# Exercise
The lines you return should be those containing the string "config", taken from the data below.

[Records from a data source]
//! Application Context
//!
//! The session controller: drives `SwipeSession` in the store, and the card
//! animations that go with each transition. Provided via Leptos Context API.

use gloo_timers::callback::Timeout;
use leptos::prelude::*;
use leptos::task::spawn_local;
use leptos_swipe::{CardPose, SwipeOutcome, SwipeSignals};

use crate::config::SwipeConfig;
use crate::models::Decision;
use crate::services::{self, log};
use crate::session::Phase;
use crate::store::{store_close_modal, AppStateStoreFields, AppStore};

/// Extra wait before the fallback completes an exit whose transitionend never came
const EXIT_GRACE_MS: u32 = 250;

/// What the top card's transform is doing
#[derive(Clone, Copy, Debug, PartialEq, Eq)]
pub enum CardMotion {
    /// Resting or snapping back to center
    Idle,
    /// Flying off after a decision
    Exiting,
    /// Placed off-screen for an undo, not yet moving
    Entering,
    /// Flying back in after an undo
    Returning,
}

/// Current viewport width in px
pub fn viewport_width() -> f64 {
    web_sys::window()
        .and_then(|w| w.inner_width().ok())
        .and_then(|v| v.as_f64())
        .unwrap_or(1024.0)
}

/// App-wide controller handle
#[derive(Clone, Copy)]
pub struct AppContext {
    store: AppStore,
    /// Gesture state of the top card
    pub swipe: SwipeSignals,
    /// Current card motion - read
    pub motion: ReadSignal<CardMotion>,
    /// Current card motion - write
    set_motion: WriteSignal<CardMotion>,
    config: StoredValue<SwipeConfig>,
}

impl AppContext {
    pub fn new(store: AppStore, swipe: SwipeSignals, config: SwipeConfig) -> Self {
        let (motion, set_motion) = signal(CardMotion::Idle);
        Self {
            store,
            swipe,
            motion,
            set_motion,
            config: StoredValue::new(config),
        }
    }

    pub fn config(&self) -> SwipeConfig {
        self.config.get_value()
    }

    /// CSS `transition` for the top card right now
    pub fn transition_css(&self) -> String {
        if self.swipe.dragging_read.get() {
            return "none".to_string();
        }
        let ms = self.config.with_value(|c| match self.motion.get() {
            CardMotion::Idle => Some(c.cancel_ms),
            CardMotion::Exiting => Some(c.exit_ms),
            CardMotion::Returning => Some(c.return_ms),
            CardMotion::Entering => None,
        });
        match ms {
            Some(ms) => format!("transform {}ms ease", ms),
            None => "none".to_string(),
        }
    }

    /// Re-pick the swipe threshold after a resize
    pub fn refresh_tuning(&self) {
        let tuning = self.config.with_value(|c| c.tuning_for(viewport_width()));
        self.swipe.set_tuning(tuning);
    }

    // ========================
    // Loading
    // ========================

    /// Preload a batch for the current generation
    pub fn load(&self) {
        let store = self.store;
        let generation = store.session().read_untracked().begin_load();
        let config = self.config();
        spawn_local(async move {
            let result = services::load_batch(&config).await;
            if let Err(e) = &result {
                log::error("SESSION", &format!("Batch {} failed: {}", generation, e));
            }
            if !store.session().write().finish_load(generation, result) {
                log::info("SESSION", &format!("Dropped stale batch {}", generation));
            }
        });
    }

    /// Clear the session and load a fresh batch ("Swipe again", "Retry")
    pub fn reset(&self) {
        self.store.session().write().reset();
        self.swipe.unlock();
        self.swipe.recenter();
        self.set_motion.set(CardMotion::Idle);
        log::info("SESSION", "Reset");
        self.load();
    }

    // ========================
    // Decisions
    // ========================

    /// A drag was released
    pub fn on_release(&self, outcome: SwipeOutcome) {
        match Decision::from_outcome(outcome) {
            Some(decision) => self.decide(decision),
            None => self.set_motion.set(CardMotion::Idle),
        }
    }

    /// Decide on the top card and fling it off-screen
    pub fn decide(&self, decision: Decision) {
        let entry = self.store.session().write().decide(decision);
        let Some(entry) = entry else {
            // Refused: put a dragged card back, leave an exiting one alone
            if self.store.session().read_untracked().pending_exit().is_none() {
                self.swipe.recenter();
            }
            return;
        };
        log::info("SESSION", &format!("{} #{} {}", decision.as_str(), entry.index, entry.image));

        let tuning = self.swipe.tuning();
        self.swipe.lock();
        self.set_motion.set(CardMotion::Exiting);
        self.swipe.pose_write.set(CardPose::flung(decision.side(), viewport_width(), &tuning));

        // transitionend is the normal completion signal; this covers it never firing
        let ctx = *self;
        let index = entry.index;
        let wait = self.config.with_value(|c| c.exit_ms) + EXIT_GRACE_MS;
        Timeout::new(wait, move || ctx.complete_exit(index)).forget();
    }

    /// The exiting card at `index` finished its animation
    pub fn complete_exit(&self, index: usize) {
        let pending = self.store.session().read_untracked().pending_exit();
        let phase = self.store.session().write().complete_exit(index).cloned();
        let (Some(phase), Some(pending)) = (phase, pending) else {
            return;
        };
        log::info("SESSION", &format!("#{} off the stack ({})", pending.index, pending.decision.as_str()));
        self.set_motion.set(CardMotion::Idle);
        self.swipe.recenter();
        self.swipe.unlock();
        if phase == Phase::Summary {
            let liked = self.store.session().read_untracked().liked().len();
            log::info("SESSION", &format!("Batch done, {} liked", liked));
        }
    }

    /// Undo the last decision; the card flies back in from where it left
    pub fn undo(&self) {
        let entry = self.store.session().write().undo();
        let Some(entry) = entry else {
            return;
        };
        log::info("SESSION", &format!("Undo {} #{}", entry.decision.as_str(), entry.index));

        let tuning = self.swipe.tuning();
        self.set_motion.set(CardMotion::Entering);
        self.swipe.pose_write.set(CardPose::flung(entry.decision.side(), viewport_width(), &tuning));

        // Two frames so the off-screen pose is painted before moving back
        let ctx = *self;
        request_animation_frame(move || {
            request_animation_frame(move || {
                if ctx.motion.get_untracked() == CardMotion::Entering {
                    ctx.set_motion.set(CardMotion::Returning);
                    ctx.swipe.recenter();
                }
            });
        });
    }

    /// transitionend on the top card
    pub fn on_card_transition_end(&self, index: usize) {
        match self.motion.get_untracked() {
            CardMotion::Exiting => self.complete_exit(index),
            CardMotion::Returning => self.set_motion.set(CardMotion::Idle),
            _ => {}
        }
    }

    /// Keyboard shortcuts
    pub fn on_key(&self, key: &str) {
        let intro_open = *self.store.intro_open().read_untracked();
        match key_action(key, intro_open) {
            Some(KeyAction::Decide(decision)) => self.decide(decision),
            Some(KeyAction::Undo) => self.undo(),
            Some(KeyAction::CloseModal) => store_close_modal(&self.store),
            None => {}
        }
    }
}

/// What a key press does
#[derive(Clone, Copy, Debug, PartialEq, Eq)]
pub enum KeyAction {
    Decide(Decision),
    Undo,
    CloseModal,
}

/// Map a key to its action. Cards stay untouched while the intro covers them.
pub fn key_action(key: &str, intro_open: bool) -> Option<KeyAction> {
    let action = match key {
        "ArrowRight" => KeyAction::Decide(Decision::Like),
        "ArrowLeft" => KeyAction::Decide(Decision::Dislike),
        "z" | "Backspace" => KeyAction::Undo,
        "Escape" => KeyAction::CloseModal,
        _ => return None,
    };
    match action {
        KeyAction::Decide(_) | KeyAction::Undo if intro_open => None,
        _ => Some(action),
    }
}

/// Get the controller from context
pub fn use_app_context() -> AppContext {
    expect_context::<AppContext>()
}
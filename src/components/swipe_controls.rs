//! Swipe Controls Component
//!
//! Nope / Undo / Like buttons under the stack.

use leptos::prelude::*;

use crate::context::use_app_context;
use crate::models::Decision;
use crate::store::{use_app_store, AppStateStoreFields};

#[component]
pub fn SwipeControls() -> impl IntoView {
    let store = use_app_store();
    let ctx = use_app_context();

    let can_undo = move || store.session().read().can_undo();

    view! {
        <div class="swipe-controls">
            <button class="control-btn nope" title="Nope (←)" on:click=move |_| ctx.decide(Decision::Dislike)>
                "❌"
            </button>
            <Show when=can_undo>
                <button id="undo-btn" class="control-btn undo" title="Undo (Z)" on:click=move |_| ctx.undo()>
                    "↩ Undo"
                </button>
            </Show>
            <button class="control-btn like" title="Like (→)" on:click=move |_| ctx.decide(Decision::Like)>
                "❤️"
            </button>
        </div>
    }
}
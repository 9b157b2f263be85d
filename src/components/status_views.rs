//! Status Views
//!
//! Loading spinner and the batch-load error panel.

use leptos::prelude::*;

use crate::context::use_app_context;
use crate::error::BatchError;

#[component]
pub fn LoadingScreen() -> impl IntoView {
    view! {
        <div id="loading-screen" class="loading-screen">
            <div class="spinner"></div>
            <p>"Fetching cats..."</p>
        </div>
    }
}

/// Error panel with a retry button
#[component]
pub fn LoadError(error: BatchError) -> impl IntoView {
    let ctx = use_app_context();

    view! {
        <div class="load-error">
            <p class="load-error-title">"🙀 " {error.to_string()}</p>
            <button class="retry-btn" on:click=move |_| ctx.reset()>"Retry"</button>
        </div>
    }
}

# Answer area
use crate::config::SwipeConfig;
    config: StoredValue<SwipeConfig>,
    pub fn new(store: AppStore, swipe: SwipeSignals, config: SwipeConfig) -> Self {
            config: StoredValue::new(config),
    pub fn config(&self) -> SwipeConfig {
        self.config.get_value()
        let ms = self.config.with_value(|c| match self.motion.get() {
        let tuning = self.config.with_value(|c| c.tuning_for(viewport_width()));
        let config = self.config();
            let result = services::load_batch(&config).await;
        let wait = self.config.with_value(|c| c.exit_ms) + EXIT_GRACE_MS;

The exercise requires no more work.